Below are records; copy every line in them that holds the word "QualityLevel".

* * * * * * * * *

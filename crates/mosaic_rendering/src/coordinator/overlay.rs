//! Developer overlay text.
//!
//! Read-only: formats a [`PerformanceSnapshot`], never touches the
//! coordinator.

use mosaic_shared::RenderLayerType;

use super::snapshot::PerformanceSnapshot;

/// Toggleable text overlay.
#[derive(Debug, Clone, Copy, Default)]
pub struct DebugOverlay {
    visible: bool,
}

impl DebugOverlay {
    /// Overlay with the given visibility.
    #[must_use]
    pub const fn new(visible: bool) -> Self {
        Self { visible }
    }

    /// Flips visibility.
    pub fn toggle(&mut self) {
        self.visible = !self.visible;
    }

    /// Current visibility.
    #[must_use]
    pub const fn is_visible(&self) -> bool {
        self.visible
    }

    /// Overlay lines, or nothing while hidden.
    #[must_use]
    pub fn lines(&self, snapshot: &PerformanceSnapshot) -> Vec<String> {
        if !self.visible {
            return Vec::new();
        }
        let mut lines = vec![
            format!(
                "{:.1} fps  avg {:.2} ms  worst {:.2} ms",
                snapshot.fps,
                snapshot.average_frame_time.as_secs_f64() * 1000.0,
                snapshot.worst_frame_time.as_secs_f64() * 1000.0,
            ),
            format!(
                "quality {}  dropped {}  frames {}",
                snapshot.quality, snapshot.dropped_frames, snapshot.frames_rendered
            ),
            format!(
                "layers {}  pending {}  dirty {}  lost msgs {}",
                snapshot.layer_count,
                snapshot.pending_requests,
                snapshot.dirty_regions,
                snapshot.dropped_messages
            ),
        ];
        for layer in RenderLayerType::ALL {
            if let Some(t) = snapshot.layer_time(layer) {
                lines.push(format!("  {:<8}{:.2} ms", layer.name(), t.as_secs_f64() * 1000.0));
            }
        }
        lines
    }
}

#[cfg(test)]
mod tests {
    use std::time::Duration;

    use mosaic_shared::QualityLevel;

    use super::*;

    fn snapshot() -> PerformanceSnapshot {
        PerformanceSnapshot {
            fps: 59.94,
            dropped_frames: 3,
            average_frame_time: Duration::from_micros(16_683),
            worst_frame_time: Duration::from_millis(40),
            quality: QualityLevel::Medium,
            layer_count: 2,
            frames_rendered: 600,
            pending_requests: 1,
            layer_times: [Some(Duration::from_micros(1_500)), None, None],
            dirty_regions: 0,
            dropped_messages: 0,
        }
    }

    #[test]
    fn test_hidden_overlay_is_empty() {
        assert!(DebugOverlay::default().lines(&snapshot()).is_empty());
    }

    #[test]
    fn test_overlay_lines() {
        let mut overlay = DebugOverlay::default();
        overlay.toggle();
        let lines = overlay.lines(&snapshot());
        assert_eq!(lines[0], "59.9 fps  avg 16.68 ms  worst 40.00 ms");
        assert_eq!(lines[1], "quality medium  dropped 3  frames 600");
        assert_eq!(lines.len(), 4);
        assert_eq!(lines[3], "  static  1.50 ms");
    }
}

* * * * * * * * *

== ANSWER SECTION ==
    use mosaic_shared::QualityLevel;
            quality: QualityLevel::Medium,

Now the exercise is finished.